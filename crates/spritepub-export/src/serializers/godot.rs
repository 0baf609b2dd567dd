//! Godot scene descriptions (`.tscn`, format 2).
//!
//! Every dialect starts with one `AtlasTexture` sub-resource per frame, in
//! frame-set order, with 1-based ids. The dialects differ in what binds those
//! regions to nodes:
//! - `godot-parts`: one `Sprite` node per frame
//! - `godot`: a single non-looping `default` animation over every frame
//! - `godot-animations`: one looping animation per name prefix
//!
//! Spacing differs per dialect. The parts scene closes `region` with `h )`
//! and binds nodes with `SubResource(i)`; the animated scenes close `region`
//! with `h)`.

use spritepub_spec::{ExportContext, SpriteFrameSet};

use crate::animation::{frame_list, group_animations, sub_resource_ref, DEFAULT_ANIMATION};
use crate::document::ExportResult;
use crate::error::ExportError;
use crate::naming::{file_name, file_stem};
use crate::registry::Serializer;

/// Playback speed written for every animation.
pub const ANIMATION_SPEED: &str = "5.0";

/// Static scene with one sprite node per frame.
#[derive(Debug, Clone, Copy, Default)]
pub struct GodotParts;

/// Scene with one non-looping animation over all frames.
#[derive(Debug, Clone, Copy, Default)]
pub struct GodotAnimation;

/// Scene with one looping animation per animation key.
///
/// An empty frame set still gets a `default` animation with no frames, so
/// the node never names an animation the scene does not define.
#[derive(Debug, Clone, Copy, Default)]
pub struct GodotAnimations;

/// How the `region` rectangle of an atlas sub-resource is closed.
#[derive(Debug, Clone, Copy, PartialEq, Eq)]
enum RegionStyle {
    /// `Rect2( x, y, w, h )`
    Padded,
    /// `Rect2( x, y, w, h)`
    Tight,
}

impl RegionStyle {
    fn closing(self) -> &'static str {
        match self {
            RegionStyle::Padded => " )",
            RegionStyle::Tight => ")",
        }
    }
}

impl Serializer for GodotParts {
    fn serialize(
        &self,
        frames: &SpriteFrameSet,
        context: &ExportContext,
    ) -> Result<ExportResult, ExportError> {
        let image = context.require_image()?;

        let mut contents = scene_header(frames.len() + 2, image);
        contents.push_str(&atlas_sub_resources(frames, RegionStyle::Padded));
        contents.push_str(&format!(
            "[node name=\"{}\" type=\"Sprite\"]\n\n",
            escape(file_stem(image))
        ));
        for (index, name) in frames.names().enumerate() {
            contents.push_str(&format!(
                "[node name=\"{}\" type=\"Sprite\" parent=\".\"]\n",
                escape(file_stem(name))
            ));
            contents.push_str(&format!("texture = SubResource({})\n\n", index + 1));
        }
        contents.push('\n');

        Ok(ExportResult::tscn(contents))
    }
}

impl Serializer for GodotAnimation {
    fn serialize(
        &self,
        frames: &SpriteFrameSet,
        context: &ExportContext,
    ) -> Result<ExportResult, ExportError> {
        let image = context.require_image()?;
        let ids: Vec<usize> = (1..=frames.len()).collect();
        let blocks = [animation_block(&frame_list(&ids), false, DEFAULT_ANIMATION)];
        Ok(ExportResult::tscn(animated_scene(
            frames,
            image,
            &blocks,
            DEFAULT_ANIMATION,
        )))
    }
}

impl Serializer for GodotAnimations {
    fn serialize(
        &self,
        frames: &SpriteFrameSet,
        context: &ExportContext,
    ) -> Result<ExportResult, ExportError> {
        let image = context.require_image()?;
        let groups = group_animations(frames.names());
        let mut blocks: Vec<String> = groups
            .iter()
            .map(|group| animation_block(&group.frame_list(), true, &group.name))
            .collect();
        if blocks.is_empty() {
            blocks.push(animation_block("", true, DEFAULT_ANIMATION));
        }
        let initial = groups
            .first()
            .map(|group| group.name.as_str())
            .unwrap_or(DEFAULT_ANIMATION);
        Ok(ExportResult::tscn(animated_scene(
            frames, image, &blocks, initial,
        )))
    }
}

/// Escapes `\` and `"` for a quoted scene string.
fn escape(text: &str) -> String {
    let mut escaped = String::with_capacity(text.len());
    for c in text.chars() {
        if c == '"' || c == '\\' {
            escaped.push('\\');
        }
        escaped.push(c);
    }
    escaped
}

fn scene_header(load_steps: usize, image: &str) -> String {
    let mut header = format!("[gd_scene load_steps={} format=2]\n\n", load_steps);
    header.push_str(&format!(
        "[ext_resource path=\"res://{}\" type=\"Texture\" id=1]\n\n",
        escape(file_name(image))
    ));
    header
}

fn atlas_sub_resources(frames: &SpriteFrameSet, style: RegionStyle) -> String {
    let mut out = String::new();
    for (index, (_, frame)) in frames.iter().enumerate() {
        let region = frame.frame();
        let color_rect = frame.source_color_rect();
        let delta = frame.trim_delta();
        out.push_str(&format!(
            "[sub_resource type=\"AtlasTexture\" id={}]\n",
            index + 1
        ));
        out.push_str("atlas = ExtResource( 1 )\n");
        out.push_str(&format!(
            "region = Rect2( {}, {}, {}, {}{}\n",
            region.x,
            region.y,
            region.width,
            region.height,
            style.closing()
        ));
        out.push_str(&format!(
            "margin = Rect2( {}, {}, {}, {} )\n\n",
            color_rect.x, color_rect.y, delta.width, delta.height
        ));
    }
    out
}

fn animation_block(frames: &str, looping: bool, name: &str) -> String {
    format!(
        "{{\n\"frames\": [ {} ],\n\"loop\": {},\n\"name\": \"{}\",\n\"speed\": {}\n}}",
        frames,
        looping,
        escape(name),
        ANIMATION_SPEED
    )
}

fn animated_scene(
    frames: &SpriteFrameSet,
    image: &str,
    blocks: &[String],
    initial_animation: &str,
) -> String {
    let sprite_frames_id = frames.len() + 1;

    let mut contents = scene_header(frames.len() + 3, image);
    contents.push_str(&atlas_sub_resources(frames, RegionStyle::Tight));
    contents.push_str(&format!(
        "[sub_resource type=\"SpriteFrames\" id={}]\n",
        sprite_frames_id
    ));
    contents.push_str(&format!("animations = [ {} ]\n\n", blocks.join(", ")));
    contents.push_str("[node name=\"AnimatedSprite\" type=\"AnimatedSprite\"]\n");
    contents.push_str(&format!("frames = {}\n", sub_resource_ref(sprite_frames_id)));
    contents.push_str(&format!("animation = \"{}\"\n", escape(initial_animation)));
    contents.push_str("frame = 0\n\n");
    contents
}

_Instructions for the task_
The number of lines in the data that hold "looping" must be the entire answer.

_Solved problem_
6